Figure 8A shows magnified views of 1*, intermediate 1b, and fully closed 1b at the intersection of the fingers and thumb domains. The residues shown as licorice begin to interact as the enzyme undergoes the transition to the fully closed conformation. Two hydrogen bonds are necessary to stabilize the fully closed conformation: (i) between Hγ1 of T287 and the carbonyl O of Y448 (thumb β-loop) and (ii) between the carbonyl O of H402 and Hε1 of H95. The “g_hbond” utility in GROMACS indicates that these hydrogen bonds possess lifetimes of 774 and 583 ps, respectively. The first is located near the lower region of intersection between the fingers and thumb domains, while the other is found at the top of the fingers and thumb domains. There is also a weak electrostatic interaction between the carbonyl O of H95 and Hβ1 of P404. A plot of the hydrogen–acceptor distances and donor–hydrogen–acceptor angles for this interaction is provided in the Supporting Information (SI-7). 1* has none of these interactions, as none of the distances between these residues are short enough for hydrogen bonding to occur. Intermediate 1b displays the first hydrogen bond, with the other residues approaching each other more closely compared to those in the X-ray structure. Finally, fully closed 1b has both hydrogen bonding interactions and additional weak electrostatic interactions. Figure 8B is a plot of the domain angle over time for the intermediate and fully closed structures of 1b. The plot shows that the domain angle for the intermediate conformation fluctuates around 67°, while the domain angle for the fully closed conformation, which decreases abruptly at 200 ns, fluctuates around 63°. In contrast, 1* has a domain angle of 71°.

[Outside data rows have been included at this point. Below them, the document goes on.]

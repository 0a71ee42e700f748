//! In-memory review decision state, keyed by image id.

use std::collections::HashMap;

use crate::model::{EnrichedImage, ReviewAction};

/// Review decision and caption edit for one image. Independent of fetch
/// state: once seeded, an entry changes only through explicit user action.
#[derive(Debug, Clone, PartialEq)]
pub struct ReviewState {
    pub action: ReviewAction,
    pub alt_text: String,
    /// True iff `alt_text` differs from the image's original alt text.
    pub is_dirty: bool,
    original_alt_text: String,
}

/// Aggregate counts over the store, as shown on the summary screen.
#[derive(Debug, Clone, Copy, Default, PartialEq, Eq)]
pub struct ReviewSummaryCounts {
    pub approved: usize,
    pub skipped: usize,
    pub modified: usize,
    pub unreviewed: usize,
}

impl ReviewSummaryCounts {
    pub fn decided(&self) -> usize {
        self.approved + self.skipped
    }
}

/// Insertion-ordered map from image key to review state.
///
/// Invariant: after `seed`, exactly one entry exists per image of the
/// current catalog snapshot, in catalog order; a category switch replaces
/// everything and leaves no orphans.
#[derive(Debug, Default)]
pub struct ReviewStateStore {
    entries: HashMap<String, ReviewState>,
    order: Vec<String>,
}

impl ReviewStateStore {
    pub fn new() -> Self {
        Self::default()
    }

    /// Initializes one unreviewed entry per image, replacing any prior
    /// store contents. The caption starts as the image's original alt text
    /// (empty when absent).
    pub fn seed(&mut self, images: &[EnrichedImage]) {
        self.entries.clear();
        self.order.clear();
        for image in images {
            let key = image.key();
            let original = image.image_alt_text.clone().unwrap_or_default();
            let state = ReviewState {
                action: ReviewAction::Unreviewed,
                alt_text: original.clone(),
                is_dirty: false,
                original_alt_text: original,
            };
            if self.entries.insert(key.clone(), state).is_none() {
                self.order.push(key);
            }
        }
    }

    pub fn len(&self) -> usize {
        self.order.len()
    }

    pub fn is_empty(&self) -> bool {
        self.order.is_empty()
    }

    pub fn get(&self, key: &str) -> Option<&ReviewState> {
        self.entries.get(key)
    }

    /// Iterates entries in seeded (catalog) order.
    pub fn iter(&self) -> impl Iterator<Item = (&str, &ReviewState)> {
        self.order
            .iter()
            .filter_map(|key| self.entries.get(key).map(|state| (key.as_str(), state)))
    }

    /// Sets one image's decision. Caption and dirtiness are untouched.
    /// Returns false when the key is unknown.
    pub fn set_action(&mut self, key: &str, action: ReviewAction) -> bool {
        match self.entries.get_mut(key) {
            Some(state) => {
                state.action = action;
                true
            }
            None => false,
        }
    }

    /// Sets one image's caption and recomputes dirtiness against the
    /// original alt text. The decision is untouched. Returns false when the
    /// key is unknown.
    pub fn set_alt_text(&mut self, key: &str, text: &str) -> bool {
        match self.entries.get_mut(key) {
            Some(state) => {
                state.alt_text = text.to_string();
                state.is_dirty = state.alt_text != state.original_alt_text;
                true
            }
            None => false,
        }
    }

    /// Applies one decision to every given key (the visible page), touching
    /// nothing outside the set. Returns how many entries were updated.
    pub fn set_page_action(&mut self, keys: &[String], action: ReviewAction) -> usize {
        keys.iter()
            .filter(|key| self.set_action(key, action))
            .count()
    }

    /// Count of entries with an explicit approve/skip decision.
    pub fn reviewed_count(&self) -> usize {
        self.entries
            .values()
            .filter(|state| state.action.is_decided())
            .count()
    }

    /// Review progress in percent; 0 for an empty store.
    pub fn progress_percentage(&self) -> f64 {
        if self.is_empty() {
            return 0.0;
        }
        self.reviewed_count() as f64 / self.len() as f64 * 100.0
    }

    pub fn summary(&self) -> ReviewSummaryCounts {
        let mut counts = ReviewSummaryCounts::default();
        for state in self.entries.values() {
            match state.action {
                ReviewAction::Approve => counts.approved += 1,
                ReviewAction::Skip => counts.skipped += 1,
                ReviewAction::Unreviewed => counts.unreviewed += 1,
            }
            if state.is_dirty {
                counts.modified += 1;
            }
        }
        counts
    }

    pub fn clear(&mut self) {
        self.entries.clear();
        self.order.clear();
    }
}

To improve our understanding of which regions of the protein are involved in the transition, we performed covariance analysis on the 400 ns of data for 1b that included the intermediate and fully closed structures (SI-8 of the Supporting Information), using the transition structure (average structure from 490 to 500 ns) as the reference structure. Regions displaying intense “correlation” as a result of this analysis reveal which parts of the enzyme move the most as a consequence of the structural transition. The correlation map reveals significant changes involving the relative position of the Δ1 loop with respect to the fingers and thumb domains, as well as an altered relative conformation of the fingers and thumb domains. These structural changes correspond to the enzyme conformation becoming more closed as the fingers and thumb domains approach each other and suggest an important role for the Δ1 loop in this process.
Structure 1a does not experience this conformational change and displays none of the aforementioned interactions. However, the average structure from the last 200 ns of 1a indicates that the fingers and thumb domains have moved closer together compared to those in 1*, suggesting that the crystallographic coordinates are inherently more open than the enzyme structure in solution.
The closed and open conformations of NS5B are associated with efficient de novo initiation and the exit of double-stranded RNA from the duplex channel during elongation, respectively.20 As previously mentioned, crystallographic coordinates displaying an open conformation have not been reported for HCV genotype 1b. However, we believe that 1* is in a conformation more suitable for elongation (i.e., it is more open), while our fully closed structure is more conducive to de novo initiation. To test this hypothesis, we probed template and duplex channel widths using the distance between Cα atoms of residues on either side of each channel. For the template channel, we used residues 139 and 405, while for the duplex channel, we used residues 96 and 406. In our previous study, we used residues 14 and 96 to probe the template channel;24 however, we found that those distances are not representative of the template channel width in these studies because these residues do not remain in the interior of the enzyme as it undergoes a change in conformation.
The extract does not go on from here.